- Provided data -
────────────────────

//! Kinematic unicycle robot, used to close the loop without hardware
//!
//! Commands go in through a channel or a [`VelocitySink`], poses come out
//! through a pose feed or straight into the pose store, mirroring how cmd_vel
//! and odometry would be wired on a real robot.

use std::sync::{Arc, Mutex, PoisonError};
use std::time::Duration;
use tokio::sync::mpsc;
use tokio::task::JoinHandle;
use tokio::time::{self, MissedTickBehavior};

use crate::common::{Pose2D, VelocityCommand};
use crate::error::SinkError;
use crate::interfaces::VelocitySink;
use crate::perception::PoseStore;

/// Unicycle model integrating (linear_x, angular_z) commands
#[derive(Debug, Clone)]
pub struct UnicycleSim {
    pose: Pose2D,
    command: VelocityCommand,
}

impl UnicycleSim {
    pub fn new(start: Pose2D) -> Self {
        UnicycleSim {
            pose: start,
            command: VelocityCommand::zero(),
        }
    }

    pub fn pose(&self) -> Pose2D {
        self.pose
    }

    /// Latch a command; it is held until the next one arrives
    pub fn set_command(&mut self, command: VelocityCommand) {
        self.command = command;
    }

    /// Advance by `dt` under the latched command
    pub fn advance(&mut self, dt: Duration) -> Pose2D {
        let dt = dt.as_secs_f64();
        let dtheta = self.command.angular_z * dt;
        let dist = self.command.linear_x * dt;

        // mid-point integration of the heading
        let mid = self.pose.heading + dtheta / 2.0;
        self.pose = Pose2D::new(
            self.pose.x + dist * mid.cos(),
            self.pose.y + dist * mid.sin(),
            self.pose.heading + dtheta,
        );
        self.pose
    }

    /// Latch `command` and advance by `dt`
    pub fn apply(&mut self, command: VelocityCommand, dt: Duration) -> Pose2D {
        self.set_command(command);
        self.advance(dt)
    }
}

/// Run the simulator at `period`, consuming commands and publishing poses
/// on `poses`
///
/// The starting pose is published immediately. A pose that cannot be queued
/// is dropped, like an odometry message lost on the wire. The task ends when
/// the command channel closes.
pub fn spawn_sim(
    mut sim: UnicycleSim,
    mut commands: mpsc::Receiver<VelocityCommand>,
    poses: mpsc::Sender<Pose2D>,
    period: Duration,
) -> JoinHandle<Pose2D> {
    tokio::spawn(async move {
        let publish = |pose: Pose2D| {
            if let Err(e) = poses.try_send(pose) {
                log::warn!("Dropping simulated pose: {}", e);
            }
        };
        publish(sim.pose());

        let mut ticker = time::interval(period);
        ticker.set_missed_tick_behavior(MissedTickBehavior::Delay);
        // the first tick completes immediately
        ticker.tick().await;
        loop {
            tokio::select! {
                command = commands.recv() => match command {
                    Some(command) => sim.set_command(command),
                    None => break,
                },
                _ = ticker.tick() => publish(sim.advance(period)),
            }
        }
        log::info!("Simulator stopped at {:?}", sim.pose());
        sim.pose()
    })
}

/// Velocity sink that moves a simulated robot in lockstep with the loop
///
/// Each command is integrated over one control period and the resulting
/// pose is written to the store before `send` returns, so the next cycle
/// always observes the effect of the previous command.
#[derive(Debug)]
pub struct SimulatedBase {
    sim: Mutex<UnicycleSim>,
    store: Arc<PoseStore>,
    dt: Duration,
}

impl SimulatedBase {
    /// Publishes the starting pose immediately
    pub fn new(start: Pose2D, store: Arc<PoseStore>, dt: Duration) -> Self {
        store.update(start);
        SimulatedBase {
            sim: Mutex::new(UnicycleSim::new(start)),
            store,
            dt,
        }
    }

    pub fn pose(&self) -> Pose2D {
        self.sim.lock().unwrap_or_else(PoisonError::into_inner).pose()
    }
}

impl VelocitySink for SimulatedBase {
    fn send(&self, command: VelocityCommand) -> Result<(), SinkError> {
        let pose = self
            .sim
            .lock()
            .unwrap_or_else(PoisonError::into_inner)
            .apply(command, self.dt);
        self.store.update(pose);
        Ok(())
    }
}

────────────────────

- Brief -
Given the records above, return exactly the lines starting at the line containing "a real robot." and ending at the line containing "and advance by", including both.

- Task answer -
//! and odometry would be wired on a real robot.

use std::sync::{Arc, Mutex, PoisonError};
use std::time::Duration;
use tokio::sync::mpsc;
use tokio::task::JoinHandle;
use tokio::time::{self, MissedTickBehavior};

use crate::common::{Pose2D, VelocityCommand};
use crate::error::SinkError;
use crate::interfaces::VelocitySink;
use crate::perception::PoseStore;

/// Unicycle model integrating (linear_x, angular_z) commands
#[derive(Debug, Clone)]
pub struct UnicycleSim {
    pose: Pose2D,
    command: VelocityCommand,
}

impl UnicycleSim {
    pub fn new(start: Pose2D) -> Self {
        UnicycleSim {
            pose: start,
            command: VelocityCommand::zero(),
        }
    }

    pub fn pose(&self) -> Pose2D {
        self.pose
    }

    /// Latch a command; it is held until the next one arrives
    pub fn set_command(&mut self, command: VelocityCommand) {
        self.command = command;
    }

    /// Advance by `dt` under the latched command
    pub fn advance(&mut self, dt: Duration) -> Pose2D {
        let dt = dt.as_secs_f64();
        let dtheta = self.command.angular_z * dt;
        let dist = self.command.linear_x * dt;

        // mid-point integration of the heading
        let mid = self.pose.heading + dtheta / 2.0;
        self.pose = Pose2D::new(
            self.pose.x + dist * mid.cos(),
            self.pose.y + dist * mid.sin(),
            self.pose.heading + dtheta,
        );
        self.pose
    }

    /// Latch `command` and advance by `dt`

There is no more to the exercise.